Typically, you don't want your users to resend

PUT
,
POST
or
DELETE
requests. If you serve the response as the result of this request, a simple press of the reload button will resend the request (possibly after a confirmation message).

In this case, the server can send back a

303
(See Other) response for a URL that will contain the right information. If the reload button is pressed, only that page is redisplayed, without replaying the unsafe requests.

Temporary responses to long requests

Some requests may need more time on the server, like

DELETE
requests that are scheduled for later processing. In this case, the response is a
303
(See Other) redirect that links to a page indicating that the action has been scheduled, and eventually informs about its progress, or allows to cancel it.

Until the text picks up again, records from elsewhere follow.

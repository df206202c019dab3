use super::format::{percent, thousands};
use super::{
    breakdown, current_and_previous, growth, measure, trend, Board, Chart, ChartKind, Charts,
    Dashboard, Domain, Figure, TableView,
};
use crate::aggregate::Aggregator;
use crate::error::Result;
use crate::filter::FilterSet;
use crate::registry::{AGRICULTURE_SHARE, GDP, GDP_BY_SECTOR};

/// Population estimate behind the per-capita figure.
pub const POPULATION: f64 = 15.0e6;
const GROWTH_DEFAULT: f64 = 2.3;

const SECTOR_FALLBACK: &[(&str, f64)] = &[
    ("Services", 52.0),
    ("Agriculture", 11.0),
    ("Manufacturing", 14.0),
    ("Mining", 12.0),
    ("Construction", 11.0),
];

#[derive(Debug, Clone, Copy, PartialEq)]
pub struct AccountsFigures {
    /// US$ billions
    pub gdp: Figure,
    pub previous_gdp: Option<Figure>,
    pub growth: Figure,
    /// US$
    pub per_capita: Figure,
    pub agriculture_share: Figure,
}

pub fn accounts_figures(agg: &Aggregator, filters: &FilterSet) -> Result<AccountsFigures> {
    let (gdp, previous_gdp) = current_and_previous(agg, &GDP, filters)?;
    let per_capita = Figure::derive(&[gdp], GDP.default * 1e9 / POPULATION, || {
        Some(gdp.value * 1e9 / POPULATION)
    });
    Ok(AccountsFigures {
        gdp,
        previous_gdp,
        growth: growth(gdp, previous_gdp, GROWTH_DEFAULT),
        per_capita,
        agriculture_share: measure(agg, &AGRICULTURE_SHARE, filters)?,
    })
}

/// GDP per period in US$ billions, with a flat illustrative path ending at
/// the current figure when no table carries a period column.
pub fn gdp_trend(agg: &Aggregator, filters: &FilterSet, gdp: Figure) -> Result<Chart> {
    let points = trend(agg, &GDP, filters, 12)?;
    let fallback = [
        ("2020", 32.0),
        ("2021", 33.5),
        ("2022", 34.2),
        ("2023", 35.1),
        ("2024", gdp.value),
    ];
    Ok(Chart::from_points("GDP Trend (US$ Billions)", ChartKind::Line, points, &fallback))
}

pub fn accounts_snapshot(agg: &Aggregator, filters: &FilterSet) -> Result<Dashboard> {
    let f = accounts_figures(agg, filters)?;
    let main = gdp_trend(agg, filters, f.gdp)?;
    let sectors = breakdown(agg, &GDP_BY_SECTOR, &["sector", "industry"], filters, 8)?;
    let side = Chart::from_points("GDP by sector", ChartKind::Doughnut, sectors, SECTOR_FALLBACK);

    let mut board = Board::default();
    board.kpi("GDP (current US$ B)", f.gdp, thousands(f.gdp.value, 1));
    board.kpi("GDP per capita (US$)", f.per_capita, thousands(f.per_capita.value, 0));
    board.kpi("GDP growth (annual)", f.growth, percent(f.growth.value, 1));
    board.kpi("Agriculture share", f.agriculture_share, percent(f.agriculture_share.value, 1));
    if let Some(previous) = f.previous_gdp {
        board.kpi("GDP previous period (US$ B)", previous, thousands(previous.value, 1));
    }
    let arrow = if f.growth.value > 0.0 { "↑" } else { "↓" };
    board.kpi("GDP trend", f.growth, arrow.to_string());

    board.insight(
        format!("GDP: US$ {} billion (current prices)", thousands(f.gdp.value, 1)),
        &[f.gdp],
    );
    board.insight(format!("Annual growth rate: {}", percent(f.growth.value, 1)), &[f.growth]);
    board.insight(
        format!("GDP per capita: US$ {}", thousands(f.per_capita.value, 0)),
        &[f.per_capita],
    );
    board.insight(
        format!("Agriculture contributes {} to GDP", percent(f.agriculture_share.value, 1)),
        &[f.agriculture_share],
    );

    let mut table = TableView::new(&["Sector", "Value", "Share (%)"]);
    let total: f64 = side.data.iter().sum();
    for (sector, value) in side.points() {
        let share = if total == 0.0 { 0.0 } else { value / total * 100.0 };
        table.push(vec![sector.to_string(), thousands(value, 0), thousands(share, 1)]);
    }

    let charts = Charts { main, side, extra: None };
    Ok(board.finish("National Accounts & GDP", Domain::Accounts, charts, table))
}
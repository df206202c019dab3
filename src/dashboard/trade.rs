use std::collections::HashMap;

use super::format::{percent, thousands};
use super::{
    breakdown, current_and_previous, growth, ratio, trend, Board, Chart, ChartKind, Charts,
    Dashboard, Domain, Figure, TableView,
};
use crate::aggregate::Aggregator;
use crate::error::Result;
use crate::filter::FilterSet;
use crate::registry::{EXPORTS, IMPORTS, IMPORTS_BY_PROVINCE};

const COVER_DEFAULT: f64 = 71.5;

const DESTINATIONS: &[(&str, f64)] = &[
    ("SA", 45.0),
    ("UAE", 18.0),
    ("China", 15.0),
    ("EU", 12.0),
    ("Other", 10.0),
];
const PROVINCE_FALLBACK: &[(&str, f64)] = &[
    ("Harare", 1800.0),
    ("Bulawayo", 620.0),
    ("Manicaland", 450.0),
    ("Mash West", 380.0),
    ("Other", 2640.0),
];

/// US$ millions and percent.
#[derive(Debug, Clone, Copy, PartialEq)]
pub struct TradeFigures {
    pub exports: Figure,
    pub imports: Figure,
    pub balance: Figure,
    pub cover: Figure,
    pub export_growth: Figure,
    pub import_growth: Figure,
}

pub fn trade_figures(agg: &Aggregator, filters: &FilterSet) -> Result<TradeFigures> {
    let (exports, previous_exports) = current_and_previous(agg, &EXPORTS, filters)?;
    let (imports, previous_imports) = current_and_previous(agg, &IMPORTS, filters)?;
    Ok(TradeFigures {
        exports,
        imports,
        balance: Figure::derive(&[exports, imports], EXPORTS.default - IMPORTS.default, || {
            Some(exports.value - imports.value)
        }),
        cover: Figure::derive(&[exports, imports], COVER_DEFAULT, || {
            ratio(exports.value, imports.value)
        }),
        export_growth: growth(exports, previous_exports, 0.0),
        import_growth: growth(imports, previous_imports, 0.0),
    })
}

pub fn trade_snapshot(agg: &Aggregator, filters: &FilterSet) -> Result<Dashboard> {
    let f = trade_figures(agg, filters)?;
    let exports_trend = trend(agg, &EXPORTS, filters, 12)?;
    let imports_trend: HashMap<String, f64> =
        trend(agg, &IMPORTS, filters, usize::MAX)?.into_iter().collect();
    let provinces = breakdown(agg, &IMPORTS_BY_PROVINCE, &["province", "region"], filters, 5)?;
    let deficit = Figure::derive(&[f.balance], 0.0, || Some((-f.balance.value).max(0.0)));

    let mut board = Board::default();
    board.kpi("Exports (US$ M)", f.exports, thousands(f.exports.value, 0));
    board.kpi("Imports (US$ M)", f.imports, thousands(f.imports.value, 0));
    board.kpi("Trade balance (US$ M)", f.balance, thousands(f.balance.value, 0));
    board.kpi("Cover ratio", f.cover, percent(f.cover.value, 1));
    board.kpi("Export growth", f.export_growth, percent(f.export_growth.value, 1));
    board.kpi("Import growth", f.import_growth, percent(f.import_growth.value, 1));
    board.kpi("Trade deficit (US$ M)", deficit, thousands(deficit.value, 0));

    board.insight(
        format!("Total exports: US$ {} million", thousands(f.exports.value, 0)),
        &[f.exports],
    );
    board.insight(
        format!("Total imports: US$ {} million", thousands(f.imports.value, 0)),
        &[f.imports],
    );
    board.insight(
        format!("Trade balance: US$ {} million", thousands(f.balance.value, 0)),
        &[f.balance],
    );
    board.insight(format!("Export coverage ratio: {}", percent(f.cover.value, 1)), &[f.cover]);
    board.insight(
        format!("Export growth: {} period-over-period", percent(f.export_growth.value, 1)),
        &[f.export_growth],
    );

    let mut table =
        TableView::new(&["Period", "Exports (US$M)", "Imports (US$M)", "Balance (US$M)"]);
    if exports_trend.is_empty() {
        table.push(vec![
            "Latest".to_string(),
            thousands(f.exports.value, 0),
            thousands(f.imports.value, 0),
            thousands(f.balance.value, 0),
        ]);
    }
    for (period, exports) in &exports_trend {
        let (imports, balance) = match imports_trend.get(period) {
            Some(&imports) => (thousands(imports, 0), thousands(exports - imports, 0)),
            None => ("N/A".to_string(), "N/A".to_string()),
        };
        table.push(vec![period.clone(), thousands(*exports, 0), imports, balance]);
    }

    let fallback = [
        ("2021", 3500.0),
        ("2022", 3800.0),
        ("2023", 4100.0),
        ("2024", 4300.0),
        ("2025", f.exports.value),
    ];
    let charts = Charts {
        main: Chart::from_points("Exports Trend", ChartKind::Line, exports_trend, &fallback),
        side: Chart::fixed("Export destinations", ChartKind::Doughnut, DESTINATIONS),
        extra: Some(Chart::from_points(
            "Imports by province",
            ChartKind::Bar,
            provinces,
            PROVINCE_FALLBACK,
        )),
    };
    Ok(board.finish("International Trade Statistics", Domain::Trade, charts, table))
}
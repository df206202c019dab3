use std::collections::HashMap;

use super::format::{percent, thousands};
use super::{
    breakdown, measure, ratio, Board, Chart, ChartKind, Charts, Dashboard, Domain, Figure,
    TableView,
};
use crate::aggregate::Aggregator;
use crate::error::Result;
use crate::filter::FilterSet;
use crate::registry::{EMPLOYED, INFORMAL_EMPLOYMENT, LABOUR_FORCE, UNEMPLOYED, YOUTH_NEET};

const UNEMPLOYMENT_RATE_DEFAULT: f64 = 8.7;
const PARTICIPATION_DEFAULT: f64 = 62.3;
const EMPLOYMENT_RATE_DEFAULT: f64 = 91.4;

const SECTOR_FALLBACK: &[(&str, f64)] = &[
    ("Agriculture", 1900.0),
    ("Manufacturing", 620.0),
    ("Services", 1450.0),
    ("Mining", 450.0),
    ("Construction", 380.0),
];
const PROVINCE_FALLBACK: &[(&str, f64)] = &[
    ("Harare", 28.0),
    ("Bulawayo", 12.0),
    ("Manicaland", 15.0),
    ("Mash East", 14.0),
    ("Other", 31.0),
];

/// Headline labour figures, in thousands of persons or percent.
#[derive(Debug, Clone, Copy, PartialEq)]
pub struct LabourFigures {
    pub employed: Figure,
    pub unemployed: Figure,
    pub labour_force: Figure,
    pub unemployment_rate: Figure,
    pub participation_rate: Figure,
    pub employment_rate: Figure,
    pub informal_share: Figure,
    pub youth_neet: Figure,
    pub neet_rate: Figure,
}

pub fn labour_figures(agg: &Aggregator, filters: &FilterSet) -> Result<LabourFigures> {
    let employed = measure(agg, &EMPLOYED, filters)?;
    let unemployed = measure(agg, &UNEMPLOYED, filters)?;
    let mut labour_force = measure(agg, &LABOUR_FORCE, filters)?;
    if labour_force.is_default() {
        labour_force = Figure::derive(&[employed, unemployed], LABOUR_FORCE.default, || {
            Some(employed.value + unemployed.value)
        });
    }
    let youth_neet = measure(agg, &YOUTH_NEET, filters)?;
    let informal = measure(agg, &INFORMAL_EMPLOYMENT, filters)?;

    let unemployment_rate =
        Figure::derive(&[unemployed, labour_force], UNEMPLOYMENT_RATE_DEFAULT, || {
            ratio(unemployed.value, labour_force.value)
        });
    let employment_rate = Figure::derive(&[employed, labour_force], EMPLOYMENT_RATE_DEFAULT, || {
        ratio(employed.value, labour_force.value)
    });
    let participation_rate = Figure::derive(&[labour_force, youth_neet], PARTICIPATION_DEFAULT, || {
        ratio(labour_force.value, labour_force.value + youth_neet.value)
    });
    let neet_rate = Figure::derive(&[labour_force, youth_neet], 0.0, || {
        ratio(youth_neet.value, labour_force.value + youth_neet.value)
    });
    let informal_share =
        Figure::derive(&[informal, employed], 0.0, || ratio(informal.value, employed.value));

    Ok(LabourFigures {
        employed,
        unemployed,
        labour_force,
        unemployment_rate,
        participation_rate,
        employment_rate,
        informal_share,
        youth_neet,
        neet_rate,
    })
}

/// Employment by province, largest first.
pub fn employment_by_province(agg: &Aggregator, filters: &FilterSet) -> Result<Chart> {
    let provinces = breakdown(agg, &EMPLOYED, &["province", "region"], filters, 10)?;
    Ok(Chart::from_points(
        "Employment by province",
        ChartKind::Doughnut,
        provinces,
        PROVINCE_FALLBACK,
    ))
}

pub fn labour_snapshot(agg: &Aggregator, filters: &FilterSet) -> Result<Dashboard> {
    let f = labour_figures(agg, filters)?;
    let sectors = breakdown(agg, &EMPLOYED, &["industry", "sector"], filters, 5)?;
    let side = employment_by_province(agg, filters)?;
    let unemployed_by_province: HashMap<String, f64> =
        breakdown(agg, &UNEMPLOYED, &["province", "region"], filters, usize::MAX)?
            .into_iter()
            .collect();

    let mut board = Board::default();
    board.kpi("Labour force (thousands)", f.labour_force, thousands(f.labour_force.value, 0));
    board.kpi("Employment (thousands)", f.employed, thousands(f.employed.value, 0));
    board.kpi("Unemployment rate", f.unemployment_rate, percent(f.unemployment_rate.value, 1));
    board.kpi("LFPR", f.participation_rate, percent(f.participation_rate.value, 1));
    board.kpi("Informal sector", f.informal_share, percent(f.informal_share.value, 1));
    board.kpi("Youth NEET", f.youth_neet, thousands(f.youth_neet.value, 0));
    board.kpi("Unemployed", f.unemployed, thousands(f.unemployed.value, 0));
    board.kpi("Employment rate", f.employment_rate, percent(f.employment_rate.value, 1));

    board.insight(
        format!("Total employed: {} thousand people", thousands(f.employed.value, 0)),
        &[f.employed],
    );
    board.insight(
        format!("Unemployment rate: {}", percent(f.unemployment_rate.value, 1)),
        &[f.unemployment_rate],
    );
    board.insight(
        format!(
            "Informal sector accounts for {} of total employment",
            percent(f.informal_share.value, 1)
        ),
        &[f.informal_share],
    );
    board.insight(
        format!("Youth NEET population: {}", thousands(f.youth_neet.value, 0)),
        &[f.youth_neet],
    );
    board.insight(
        format!("Labour force participation rate: {}", percent(f.participation_rate.value, 1)),
        &[f.participation_rate],
    );

    let mut table = TableView::new(&["Province", "Employed", "Unemployed", "Unemployment Rate"]);
    for (province, employed) in side.points() {
        let (unemployed, rate) = match unemployed_by_province.get(province) {
            Some(&unemployed) => (
                thousands(unemployed, 0),
                ratio(unemployed, employed + unemployed)
                    .map(|r| percent(r, 1))
                    .unwrap_or_else(|| "N/A".to_string()),
            ),
            None => ("N/A".to_string(), "N/A".to_string()),
        };
        table.push(vec![province.to_string(), thousands(employed, 0), unemployed, rate]);
    }

    let charts = Charts {
        main: Chart::from_points(
            "Employment by industry sector",
            ChartKind::Bar,
            sectors,
            SECTOR_FALLBACK,
        ),
        side,
        extra: None,
    };
    Ok(board.finish("Labour Market Statistics", Domain::Labour, charts, table))
}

Configuring redirects in common servers

Apache

Redirects can be set either in the server config file or in the .htaccess of each directory.

The

mod_alias
module has
Redirect
and
RedirectMatch
directives that set up
302
redirects by default:

<VirtualHost *:443>
	ServerName example.com
	Redirect / https://www.example.com
</VirtualHost>

The URL

https://example.com/
will be redirected to
https://www.example.com/
, as will any files or directories under it (
https://example.com/some-page
will be redirected to
https://www.example.com/some-page
)

RedirectMatch
does the same, but takes a regular expression to define a collection of affected URLs:

RedirectMatch ^/images/(.*)$ https://images.example.com/$1

All documents in the

images/
directory will redirect to a different domain.

If you don't want a temporary redirect, an extra parameter (either the HTTP status code to use or the

permanent
keyword) can be used to set up a different redirect:

Redirect permanent / https://www.example.com
# …acts the same as: 
Redirect 301 / https://www.example.com

The

mod_rewrite
module can also create redirects. It is more flexible, but a bit more complex.

Nginx

In Nginx, you create a specific server block for the content you want to redirect:

server {
	listen 80;
	server_name example.com;
	return 301 $scheme://www.example.com$request_uri;
}

To apply a redirect to a directory or only certain pages, use the

rewrite
directive:

rewrite ^/images/(.*)$ https://images.example.com/$1 redirect;
rewrite ^/images/(.*)$ https://images.example.com/$1 permanent;

IIS

In IIS, you use the

<httpRedirect>
element to configure redirections.

Redirection loops

Redirection loops happen when additional redirections follow the one that has already been followed. In other words, there is a loop that will never be finished and no page will ever be found.

Most of the time this is a server problem, and if the server cannot detect it, it will send back a

500
Internal Server Error
. If you encounter such an error soon after modifying a server configuration, this is likely a redirection loop.

Sometimes, the server won't detect it: a redirection loop can spread over several servers which each don't have the full picture. In this case, browsers will detect it and display an error message. Firefox displays:

Firefox has detected that the server is redirecting the request for this address in a way that will never complete

.…while Chrome displays:

This Webpage has a redirect loop

In both cases, the user can't do much (unless a corruption is happening on their side, like a mismatch of cache or cookies).

It is important to avoid redirection loops, as they completely break the user experience.